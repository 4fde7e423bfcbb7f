//! Error types and error handling for the scanner.
//!
//! This module defines the errors a scan can surface. It includes:
//!
//! - Error structures with source position information
//! - Specific error variants for lexical and source-reading failures
//! - Helpful suggestions attached to each error

pub mod errors;
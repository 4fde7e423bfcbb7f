//! Utility macros for the scanner.
//!
//! - `MK_TOKEN!` - Creates a Token instance
//!
//! This macro reduces boilerplate in the scanner and keyword table.

/// Creates a Token instance.
///
/// # Arguments
///
/// * `$tag` - The Tag
/// * `$value` - Optional TokenValue; omit it for tokens displayed from the tag alone
///
/// # Example
///
/// ```ignore
/// let token = MK_TOKEN!(Tag::Leq, TokenValue::Text(String::from("<=")));
/// let eof = MK_TOKEN!(Tag::Eof);
/// ```
#[macro_export]
macro_rules! MK_TOKEN {
    ($tag:expr) => {
        $crate::lexer::tokens::Token {
            tag: $tag,
            value: None,
        }
    };
    ($tag:expr, $value:expr) => {
        $crate::lexer::tokens::Token {
            tag: $tag,
            value: Some($value),
        }
    };
}
use std::fmt::Display;

use thiserror::Error;

use crate::Position;

#[derive(Debug, Clone)]
pub struct Error {
    internal_error: ErrorImpl,
    position: Position,
}

impl Error {
    pub fn new(error_impl: ErrorImpl, position: Position) -> Self {
        Error {
            internal_error: error_impl,
            position,
        }
    }

    pub fn get_position(&self) -> &Position {
        &self.position
    }

    pub fn get_kind(&self) -> &ErrorImpl {
        &self.internal_error
    }

    pub fn get_error_name(&self) -> &str {
        match &self.internal_error {
            ErrorImpl::MalformedNumber { .. } => "MalformedNumber",
            ErrorImpl::UnterminatedString { .. } => "UnterminatedString",
            ErrorImpl::SourceRead { .. } => "SourceRead",
        }
    }

    pub fn get_tip(&self) -> ErrorTip {
        match &self.internal_error {
            ErrorImpl::MalformedNumber { lexeme, found } => {
                let found = match found {
                    Some(c) => format!("`{}`", c),
                    None => String::from("end of input"),
                };
                ErrorTip::Suggestion(format!(
                    "Expected a digit after `{}`, found {}",
                    lexeme, found
                ))
            }
            ErrorImpl::UnterminatedString { .. } => {
                ErrorTip::Suggestion(String::from("Close the string with a `\"`"))
            }
            ErrorImpl::SourceRead { .. } => ErrorTip::None,
        }
    }
}

impl Display for Error {
    fn fmt(&self, f: &mut std::fmt::Formatter<'_>) -> std::fmt::Result {
        write!(
            f,
            "{} (line {}, {})",
            self.internal_error, self.position.0, self.position.1
        )
    }
}

impl std::error::Error for Error {}

pub enum ErrorTip {
    None,
    Suggestion(String),
}

impl Display for ErrorTip {
    fn fmt(&self, f: &mut std::fmt::Formatter<'_>) -> std::fmt::Result {
        match self {
            ErrorTip::None => write!(f, ""),
            ErrorTip::Suggestion(suggestion) => write!(f, "{}", suggestion),
        }
    }
}

#[derive(Error, Debug, Clone, PartialEq)]
pub enum ErrorImpl {
    #[error("lexical error: character after '.' is not a digit in {lexeme:?}")]
    MalformedNumber { lexeme: String, found: Option<char> },
    #[error("lexical error: unterminated string {text:?}")]
    UnterminatedString { text: String },
    #[error("could not read source: {reason}")]
    SourceRead { reason: String },
}
/// Insight composer: renders one campaign record into a categorized sentence.
///
/// Sentences have the shape `<opener> <clause>.` where the opener is one of the
/// category's phrases and the clause is the first sentence of the campaign
/// description, lowercased. Which opener is used is decided by an
/// [`OpenerPicker`], so production can vary output while tests pin it.
use rand::rngs::StdRng;
use rand::{Rng, SeedableRng};

use crate::catalog::Catalog;
use crate::error::SynthesisError;
use crate::model::{CampaignRecord, Category, Insight};

const SEARCH_RESULTS_URL: &str = "https://www.youtube.com/results?search_query=cannes+lions";

/// Chooses an opener index for the insight at `position`.
///
/// `len` is always at least 1 and the returned index must be below it.
pub trait OpenerPicker: Send + Sync {
    fn pick(&self, len: usize, position: usize) -> usize;
}

/// Uniform random choice from the thread-local RNG.
#[derive(Debug, Clone, Copy, Default)]
pub struct RandomOpeners;

impl OpenerPicker for RandomOpeners {
    fn pick(&self, len: usize, _position: usize) -> usize {
        rand::thread_rng().gen_range(0..len)
    }
}

/// Pseudo-random choice that repeats for the same seed and position.
#[derive(Debug, Clone, Copy)]
pub struct SeededOpeners {
    seed: u64,
}

impl SeededOpeners {
    pub fn new(seed: u64) -> Self {
        Self { seed }
    }
}

impl OpenerPicker for SeededOpeners {
    fn pick(&self, len: usize, position: usize) -> usize {
        let mut rng = StdRng::seed_from_u64(self.seed.wrapping_add(position as u64));
        rng.gen_range(0..len)
    }
}

/// Always the same opener index (wrapped to the phrase count).
#[derive(Debug, Clone, Copy, Default)]
pub struct FixedOpener(pub usize);

impl OpenerPicker for FixedOpener {
    fn pick(&self, len: usize, _position: usize) -> usize {
        self.0 % len
    }
}

/// Search-results link for a topic, used when a campaign has no film link.
pub fn search_link(topic: &str) -> String {
    format!("{SEARCH_RESULTS_URL}+{}", urlencoding::encode(topic))
}

/// Generic search-results link with no topic.
pub fn generic_search_link() -> String {
    SEARCH_RESULTS_URL.to_string()
}

pub struct InsightComposer<'a> {
    catalog: &'a Catalog,
    picker: &'a dyn OpenerPicker,
}

impl<'a> InsightComposer<'a> {
    pub fn new(catalog: &'a Catalog, picker: &'a dyn OpenerPicker) -> Self {
        Self { catalog, picker }
    }

    /// Compose the insight at `position` of a call identified by `nonce`.
    pub fn compose(
        &self,
        record: &CampaignRecord,
        category: Category,
        topic: &str,
        position: usize,
        nonce: &str,
    ) -> Result<Insight, SynthesisError> {
        let openers = self.catalog.openers(category);
        if openers.is_empty() {
            return Err(SynthesisError::MissingOpeners(category));
        }
        let index = self.picker.pick(openers.len(), position) % openers.len();
        let opener = &openers[index];

        let clause = key_clause(&record.description)
            .unwrap_or_else(|| format!("{topic} reflects their personal values").to_lowercase());

        Ok(Insight {
            id: format!("insight-{position}-{nonce}"),
            text: format!("{opener} {clause}."),
            category,
            campaign_title: record.title.clone(),
            brand: record.brand.clone(),
            year: record.year,
            video_link: record
                .video_link
                .clone()
                .unwrap_or_else(|| search_link(topic)),
        })
    }
}

/// First `.`-delimited clause of a description, trimmed and lowercased.
fn key_clause(description: &str) -> Option<String> {
    let clause = description.split('.').next().unwrap_or_default().trim();
    if clause.is_empty() {
        None
    } else {
        Some(clause.to_lowercase())
    }
}

#[cfg(test)]
mod tests {
    use super::*;

    fn mothers_record() -> CampaignRecord {
        CampaignRecord {
            title: "Real Beauty Sketches".to_string(),
            brand: "Dove".to_string(),
            year: 2013,
            description: "Women describe themselves to a forensic artist. More text follows."
                .to_string(),
            video_link: Some("https://www.youtube.com/watch?v=XpaOjMXyJGk".to_string()),
        }
    }

    #[test]
    fn compose_uses_opener_and_first_clause() {
        let catalog = Catalog::builtin();
        let composer = InsightComposer::new(&catalog, &FixedOpener(0));
        let insight = composer
            .compose(&mothers_record(), Category::Emotional, "mothers", 2, "abc")
            .unwrap();

        assert_eq!(
            insight.text,
            "People feel deeply connected to women describe themselves to a forensic artist."
        );
        assert_eq!(insight.id, "insight-2-abc");
        assert_eq!(insight.category, Category::Emotional);
        assert_eq!(insight.campaign_title, "Real Beauty Sketches");
        assert_eq!(insight.brand, "Dove");
        assert_eq!(insight.year, 2013);
        assert_eq!(insight.video_link, "https://www.youtube.com/watch?v=XpaOjMXyJGk");
    }

    #[test]
    fn fixed_opener_wraps_index() {
        let catalog = Catalog::builtin();
        let composer = InsightComposer::new(&catalog, &FixedOpener(4));
        let insight = composer
            .compose(&mothers_record(), Category::HumanTruths, "mothers", 0, "n")
            .unwrap();
        assert!(insight.text.starts_with("People fundamentally seek "));
    }

    #[test]
    fn missing_video_link_uses_topic_search() {
        let catalog = Catalog::builtin();
        let composer = InsightComposer::new(&catalog, &FixedOpener(0));
        let mut record = mothers_record();
        record.video_link = None;
        let insight = composer
            .compose(&record, Category::Cultural, "gen z", 0, "n")
            .unwrap();
        assert_eq!(
            insight.video_link,
            "https://www.youtube.com/results?search_query=cannes+lions+gen%20z"
        );
    }

    #[test]
    fn empty_clause_falls_back_to_topic() {
        let catalog = Catalog::builtin();
        let composer = InsightComposer::new(&catalog, &FixedOpener(0));
        let mut record = mothers_record();
        record.description = ". Starts with a period".to_string();
        let insight = composer
            .compose(&record, Category::Behavioral, "Gen Z", 0, "n")
            .unwrap();
        assert_eq!(
            insight.text,
            "Consumer behavior shifts when gen z reflects their personal values."
        );
    }

    #[test]
    fn text_has_single_trailing_period() {
        let catalog = Catalog::builtin();
        let composer = InsightComposer::new(&catalog, &RandomOpeners);
        for category in crate::model::CATEGORY_ORDER {
            let insight = composer
                .compose(&mothers_record(), category, "mothers", 0, "n")
                .unwrap();
            assert!(insight.text.ends_with("artist."));
            assert!(!insight.text.ends_with(".."));
            assert!(catalog
                .openers(category)
                .iter()
                .any(|o| insight.text.starts_with(o.as_str())));
        }
    }

    #[test]
    fn seeded_openers_are_reproducible() {
        let a = SeededOpeners::new(42);
        let b = SeededOpeners::new(42);
        for position in 0..20 {
            let pick = a.pick(3, position);
            assert!(pick < 3);
            assert_eq!(pick, b.pick(3, position));
        }
    }

    #[test]
    fn missing_openers_is_a_fault() {
        let catalog = Catalog::new(Vec::new(), vec![mothers_record()], Default::default());
        let composer = InsightComposer::new(&catalog, &FixedOpener(0));
        let err = composer
            .compose(&mothers_record(), Category::Religious, "mothers", 0, "n")
            .unwrap_err();
        assert!(matches!(err, SynthesisError::MissingOpeners(Category::Religious)));
    }
}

= = = = =

▶ DIRECTIONS:
For this exercise, please copy exactly the lines of the material above from its first line through the line where "and source-reading failures" appears.

▶ ANSWER BOX:
repository 4fde7e423bfcbb7f
//! Error types and error handling for the scanner.
//!
//! This module defines the errors a scan can surface. It includes:
//!
//! - Error structures with source position information
//! - Specific error variants for lexical and source-reading failures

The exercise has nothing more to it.